A terra seca não é mais seca que teu corpo de criança, onde os ossos aparecem mais que a tua carne magra. Tudo é calor à tua volta e os insetos voejam, procurando pouso ou um resto de comida. Tenho vontade de tocá-lo mas receio que este simples movimento coloque em risco teu equilíbrio frágil. Apenas teus olhos, negros e imensos no teu rosto miúdo, penetram nos meus e arrancam um suspiro fundo do meu peito, desestabilizando meu coração.
No mormaço empoeirado do dia, teus sonhos de criança se transformam em miragens e só tua imaginação infantil consegue enxergar brinquedos nos seixos e ossadas de animais, reproduzindo o que teu mundo limitado pode permitir. Mesmo que essas diferenças me angustiem, sinto-me impotente para mudar tua sina, que se arrasta através dos tempos.

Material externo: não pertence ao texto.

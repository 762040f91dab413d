//! Shared edge cache (L1 backing store).
//!
//! # Design Decisions
//! - Entries expire after the `max-age`/`s-maxage` of their `cdn-cache-control`
//!   directive; entries without one live until evicted
//! - Bounded: inserting past `max_entries` evicts expired entries first, then an
//!   arbitrary one

use async_trait::async_trait;
use dashmap::DashMap;
use std::time::{Duration, Instant};

use crate::http::directive::EdgeDirective;
use crate::http::headers::CDN_CACHE_CONTROL;
use crate::http::response::BufferedResponse;

use super::StorageError;

/// URL-keyed response cache shared by every request.
#[async_trait]
pub trait EdgeCache: Send + Sync {
    async fn lookup(&self, key: &str) -> Result<Option<BufferedResponse>, StorageError>;

    async fn store(&self, key: String, response: BufferedResponse) -> Result<(), StorageError>;
}

#[derive(Debug, Clone)]
struct EdgeEntry {
    response: BufferedResponse,
    expires_at: Option<Instant>,
}

impl EdgeEntry {
    fn is_expired(&self, now: Instant) -> bool {
        self.expires_at.map(|at| at <= now).unwrap_or(false)
    }
}

#[derive(Debug)]
pub struct MemoryEdgeCache {
    entries: DashMap<String, EdgeEntry>,
    max_entries: usize,
}

impl MemoryEdgeCache {
    pub fn new(max_entries: usize) -> Self {
        Self {
            entries: DashMap::new(),
            max_entries,
        }
    }

    pub fn len(&self) -> usize {
        self.entries.len()
    }

    pub fn is_empty(&self) -> bool {
        self.entries.is_empty()
    }

    fn make_room(&self) {
        let now = Instant::now();
        self.entries.retain(|_, entry| !entry.is_expired(now));

        if self.entries.len() >= self.max_entries {
            let victim = self.entries.iter().next().map(|e| e.key().clone());
            if let Some(key) = victim {
                self.entries.remove(&key);
                tracing::debug!(key = %key, "Evicted edge cache entry");
            }
        }
    }
}

/// Lifetime declared by a response's `cdn-cache-control` directive.
fn edge_ttl(response: &BufferedResponse) -> Option<Duration> {
    let directive = EdgeDirective::parse(response.header(&CDN_CACHE_CONTROL)?);
    directive
        .get("s-maxage")
        .or_else(|| directive.get("max-age"))
        .and_then(|v| v.parse::<u64>().ok())
        .map(Duration::from_secs)
}

#[async_trait]
impl EdgeCache for MemoryEdgeCache {
    async fn lookup(&self, key: &str) -> Result<Option<BufferedResponse>, StorageError> {
        let now = Instant::now();
        if let Some(entry) = self.entries.get(key) {
            if !entry.is_expired(now) {
                return Ok(Some(entry.response.clone()));
            }
        }

        // Re-checked under the shard lock so a concurrent store survives.
        self.entries.remove_if(key, |_, entry| entry.is_expired(now));
        Ok(None)
    }

    async fn store(&self, key: String, response: BufferedResponse) -> Result<(), StorageError> {
        if self.max_entries == 0 {
            return Ok(());
        }
        if !self.entries.contains_key(&key) && self.entries.len() >= self.max_entries {
            self.make_room();
        }

        let expires_at = edge_ttl(&response).map(|ttl| Instant::now() + ttl);
        self.entries.insert(key, EdgeEntry { response, expires_at });
        Ok(())
    }
}

#[cfg(test)]
mod tests {
    use super::*;
    use axum::http::{HeaderMap, HeaderValue, StatusCode};
    use std::sync::Arc;

    fn response(directive: Option<&'static str>) -> BufferedResponse {
        let mut headers = HeaderMap::new();
        if let Some(directive) = directive {
            headers.insert(CDN_CACHE_CONTROL, HeaderValue::from_static(directive));
        }
        BufferedResponse::new(StatusCode::OK, headers, "page")
    }

    #[tokio::test]
    async fn test_store_and_lookup() {
        let cache = MemoryEdgeCache::new(10);
        cache.store("http://o/a".into(), response(Some("max-age=60"))).await.unwrap();

        let hit = cache.lookup("http://o/a").await.unwrap().unwrap();
        assert_eq!(hit.body, "page");
        assert!(cache.lookup("http://o/b").await.unwrap().is_none());
    }

    #[tokio::test]
    async fn test_zero_ttl_expires_immediately() {
        let cache = MemoryEdgeCache::new(10);
        cache.store("k".into(), response(Some("max-age=0"))).await.unwrap();

        assert!(cache.lookup("k").await.unwrap().is_none());
        assert!(cache.is_empty());
    }

    #[test]
    fn test_ttl_prefers_s_maxage() {
        assert_eq!(edge_ttl(&response(Some("max-age=60, s-maxage=5"))), Some(Duration::from_secs(5)));
        assert_eq!(edge_ttl(&response(Some("private"))), None);
        assert_eq!(edge_ttl(&response(None)), None);
    }

    #[tokio::test]
    async fn test_expired_lookup_keeps_concurrent_store() {
        let cache = Arc::new(MemoryEdgeCache::new(100));
        cache.store("k".into(), response(Some("max-age=0"))).await.unwrap();

        let mut handles = Vec::new();
        for i in 0..20 {
            let cache = cache.clone();
            handles.push(tokio::spawn(async move {
                if i % 2 == 0 {
                    cache.lookup("k").await.map(|_| ())
                } else {
                    cache.store("k".into(), response(Some("max-age=60"))).await
                }
            }));
        }
        for handle in handles {
            handle.await.unwrap().unwrap();
        }

        assert!(cache.lookup("k").await.unwrap().is_some());
    }

    #[tokio::test]
    async fn test_bounded() {
        let cache = MemoryEdgeCache::new(2);
        for key in ["a", "b", "c"] {
            cache.store(key.into(), response(None)).await.unwrap();
        }
        assert_eq!(cache.len(), 2);
        assert!(cache.lookup("c").await.unwrap().is_some());
    }
}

Se meu foco se afasta um pouco de ti para observar o realidade miserável que o cerca, ela em nada é diferente daquela que modelou teu corpo e pregou essa interrogação e esse pedido mudo em teu olhar magro. Só as sombras negras da morte e da fome perambulam pela paisagem vermelha e quente, onde não é possível distinguir a diferença entre ser humano e animal, nessa luta pela sobrevivência.
Lembro do meu pequeno mundo quase feliz e ele se torna um insulto diante de teu sofrimento. Minha mão automaticamente se estende, tentando amenizar tua fome de amor e de alimento, mas apenas encontram o frio da tela do computador!